Stored data:
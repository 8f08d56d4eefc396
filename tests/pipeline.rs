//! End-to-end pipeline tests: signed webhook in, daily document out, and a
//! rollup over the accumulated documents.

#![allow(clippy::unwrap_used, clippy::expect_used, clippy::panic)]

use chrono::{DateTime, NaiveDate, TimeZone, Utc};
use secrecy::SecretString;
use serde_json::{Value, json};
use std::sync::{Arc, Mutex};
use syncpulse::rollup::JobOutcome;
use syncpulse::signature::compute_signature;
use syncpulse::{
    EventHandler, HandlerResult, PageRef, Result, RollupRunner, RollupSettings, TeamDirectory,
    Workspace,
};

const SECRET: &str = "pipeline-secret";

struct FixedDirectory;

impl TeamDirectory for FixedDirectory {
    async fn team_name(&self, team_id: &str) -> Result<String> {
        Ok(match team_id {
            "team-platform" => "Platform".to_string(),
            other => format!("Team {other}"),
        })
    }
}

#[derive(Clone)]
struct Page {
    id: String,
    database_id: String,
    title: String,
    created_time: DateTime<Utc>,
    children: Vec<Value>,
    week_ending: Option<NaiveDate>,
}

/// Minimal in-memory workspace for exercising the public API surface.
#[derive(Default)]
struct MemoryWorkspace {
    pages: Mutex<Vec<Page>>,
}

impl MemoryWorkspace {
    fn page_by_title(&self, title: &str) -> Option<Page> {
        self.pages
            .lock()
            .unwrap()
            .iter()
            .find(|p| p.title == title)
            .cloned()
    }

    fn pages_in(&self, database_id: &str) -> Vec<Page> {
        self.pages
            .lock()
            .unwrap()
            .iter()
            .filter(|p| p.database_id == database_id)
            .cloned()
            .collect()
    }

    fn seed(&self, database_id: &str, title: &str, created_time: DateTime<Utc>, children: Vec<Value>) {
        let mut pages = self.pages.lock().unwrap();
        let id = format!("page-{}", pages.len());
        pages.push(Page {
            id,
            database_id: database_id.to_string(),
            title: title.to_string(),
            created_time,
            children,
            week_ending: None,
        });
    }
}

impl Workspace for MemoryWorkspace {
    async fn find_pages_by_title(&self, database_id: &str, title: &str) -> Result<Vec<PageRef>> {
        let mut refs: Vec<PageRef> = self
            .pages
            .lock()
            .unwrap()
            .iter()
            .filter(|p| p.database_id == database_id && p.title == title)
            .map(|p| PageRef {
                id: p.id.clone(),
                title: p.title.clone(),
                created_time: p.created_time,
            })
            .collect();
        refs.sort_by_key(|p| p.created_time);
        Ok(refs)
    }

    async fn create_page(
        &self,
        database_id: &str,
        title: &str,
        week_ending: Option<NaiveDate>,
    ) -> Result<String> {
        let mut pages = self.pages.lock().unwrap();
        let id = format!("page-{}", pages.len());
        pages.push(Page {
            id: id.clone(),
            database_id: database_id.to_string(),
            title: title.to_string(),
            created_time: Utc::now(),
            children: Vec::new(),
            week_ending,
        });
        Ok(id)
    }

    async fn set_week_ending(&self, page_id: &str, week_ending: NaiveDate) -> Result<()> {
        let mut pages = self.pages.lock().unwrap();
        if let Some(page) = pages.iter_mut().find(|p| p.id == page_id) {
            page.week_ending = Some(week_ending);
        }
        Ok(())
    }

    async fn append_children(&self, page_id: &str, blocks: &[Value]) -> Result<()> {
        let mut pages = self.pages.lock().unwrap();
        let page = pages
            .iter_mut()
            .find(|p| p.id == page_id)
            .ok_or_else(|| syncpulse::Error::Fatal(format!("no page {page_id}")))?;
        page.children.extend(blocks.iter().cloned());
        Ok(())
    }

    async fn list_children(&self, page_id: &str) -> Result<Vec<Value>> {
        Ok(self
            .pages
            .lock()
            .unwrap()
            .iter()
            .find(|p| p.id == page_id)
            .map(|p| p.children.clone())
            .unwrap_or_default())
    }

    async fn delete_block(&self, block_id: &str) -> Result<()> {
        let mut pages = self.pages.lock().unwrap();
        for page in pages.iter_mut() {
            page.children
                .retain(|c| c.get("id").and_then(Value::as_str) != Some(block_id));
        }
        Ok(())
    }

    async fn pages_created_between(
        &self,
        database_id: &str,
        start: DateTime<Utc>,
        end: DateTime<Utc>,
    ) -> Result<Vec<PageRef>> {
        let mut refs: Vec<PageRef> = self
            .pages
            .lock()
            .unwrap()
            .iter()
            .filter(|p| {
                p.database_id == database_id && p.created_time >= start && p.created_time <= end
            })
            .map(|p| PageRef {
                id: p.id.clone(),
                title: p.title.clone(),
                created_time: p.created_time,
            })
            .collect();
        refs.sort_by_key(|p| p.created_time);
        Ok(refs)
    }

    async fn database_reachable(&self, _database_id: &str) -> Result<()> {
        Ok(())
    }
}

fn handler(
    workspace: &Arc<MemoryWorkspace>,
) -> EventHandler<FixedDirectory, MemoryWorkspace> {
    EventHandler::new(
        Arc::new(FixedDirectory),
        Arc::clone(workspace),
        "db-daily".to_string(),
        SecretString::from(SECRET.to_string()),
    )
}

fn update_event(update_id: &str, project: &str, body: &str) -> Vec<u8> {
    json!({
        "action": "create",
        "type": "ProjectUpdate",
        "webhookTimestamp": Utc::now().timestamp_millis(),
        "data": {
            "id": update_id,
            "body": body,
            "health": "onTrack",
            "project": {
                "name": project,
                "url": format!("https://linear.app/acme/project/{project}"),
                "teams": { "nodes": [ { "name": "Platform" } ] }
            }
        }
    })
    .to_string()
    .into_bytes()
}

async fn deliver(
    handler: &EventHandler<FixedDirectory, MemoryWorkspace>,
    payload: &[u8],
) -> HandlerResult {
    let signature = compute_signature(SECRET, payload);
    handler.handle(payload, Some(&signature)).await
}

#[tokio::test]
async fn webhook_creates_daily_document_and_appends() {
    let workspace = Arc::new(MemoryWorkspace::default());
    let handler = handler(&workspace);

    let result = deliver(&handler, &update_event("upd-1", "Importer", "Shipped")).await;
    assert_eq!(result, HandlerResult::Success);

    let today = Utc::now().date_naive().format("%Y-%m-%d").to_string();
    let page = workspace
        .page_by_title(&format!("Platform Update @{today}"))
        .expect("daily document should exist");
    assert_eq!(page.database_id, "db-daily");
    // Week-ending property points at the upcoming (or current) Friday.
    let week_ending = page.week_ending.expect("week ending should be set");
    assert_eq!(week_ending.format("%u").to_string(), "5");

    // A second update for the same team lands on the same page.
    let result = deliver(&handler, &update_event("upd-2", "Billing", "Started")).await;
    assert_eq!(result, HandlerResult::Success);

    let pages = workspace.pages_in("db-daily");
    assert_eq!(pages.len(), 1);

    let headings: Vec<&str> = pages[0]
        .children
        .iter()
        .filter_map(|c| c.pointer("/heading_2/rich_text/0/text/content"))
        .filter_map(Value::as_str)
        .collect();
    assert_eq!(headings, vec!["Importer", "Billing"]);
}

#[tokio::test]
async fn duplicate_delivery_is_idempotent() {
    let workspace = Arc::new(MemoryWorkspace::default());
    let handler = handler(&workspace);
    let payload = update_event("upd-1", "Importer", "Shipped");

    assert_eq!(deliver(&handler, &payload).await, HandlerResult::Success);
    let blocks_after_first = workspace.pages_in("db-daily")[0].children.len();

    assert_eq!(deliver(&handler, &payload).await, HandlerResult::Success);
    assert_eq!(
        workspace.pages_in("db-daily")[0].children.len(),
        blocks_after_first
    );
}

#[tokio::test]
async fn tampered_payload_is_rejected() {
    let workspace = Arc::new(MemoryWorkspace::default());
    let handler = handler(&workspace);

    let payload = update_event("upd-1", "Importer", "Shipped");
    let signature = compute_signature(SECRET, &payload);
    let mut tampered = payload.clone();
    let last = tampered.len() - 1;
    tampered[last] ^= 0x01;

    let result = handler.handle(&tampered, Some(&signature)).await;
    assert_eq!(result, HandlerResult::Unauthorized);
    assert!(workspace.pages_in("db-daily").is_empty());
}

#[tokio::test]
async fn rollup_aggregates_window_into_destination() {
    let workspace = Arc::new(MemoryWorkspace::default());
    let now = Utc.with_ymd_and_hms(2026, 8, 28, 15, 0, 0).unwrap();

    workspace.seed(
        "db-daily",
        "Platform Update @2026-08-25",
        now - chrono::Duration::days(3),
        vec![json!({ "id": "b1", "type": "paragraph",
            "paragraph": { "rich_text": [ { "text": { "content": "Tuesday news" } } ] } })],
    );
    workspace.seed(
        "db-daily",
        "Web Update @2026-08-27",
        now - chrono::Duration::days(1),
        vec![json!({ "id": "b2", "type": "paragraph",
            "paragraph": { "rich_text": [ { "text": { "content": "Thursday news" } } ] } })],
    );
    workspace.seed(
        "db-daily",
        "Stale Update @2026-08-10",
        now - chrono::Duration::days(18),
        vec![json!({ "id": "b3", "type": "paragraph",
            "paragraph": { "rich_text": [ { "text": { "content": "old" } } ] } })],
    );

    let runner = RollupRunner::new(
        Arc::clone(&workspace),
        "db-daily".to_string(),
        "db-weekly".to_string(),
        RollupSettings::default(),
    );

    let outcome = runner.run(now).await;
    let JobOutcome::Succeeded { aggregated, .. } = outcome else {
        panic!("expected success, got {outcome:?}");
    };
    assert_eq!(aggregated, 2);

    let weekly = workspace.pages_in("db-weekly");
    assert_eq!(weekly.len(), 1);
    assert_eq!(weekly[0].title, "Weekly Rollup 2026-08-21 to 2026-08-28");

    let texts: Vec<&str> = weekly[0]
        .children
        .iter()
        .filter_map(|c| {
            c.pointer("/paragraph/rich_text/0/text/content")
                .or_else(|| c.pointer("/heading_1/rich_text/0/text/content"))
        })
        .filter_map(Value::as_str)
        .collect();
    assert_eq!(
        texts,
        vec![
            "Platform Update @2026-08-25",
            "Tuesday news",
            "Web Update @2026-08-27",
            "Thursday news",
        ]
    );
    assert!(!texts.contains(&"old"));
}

ABOUT THIS TASK: Using the records above, report each line that contains the word "JobOutcome" by copying it.

ANSWER SPACE:
use syncpulse::rollup::JobOutcome;
    let JobOutcome::Succeeded { aggregated, .. } = outcome else {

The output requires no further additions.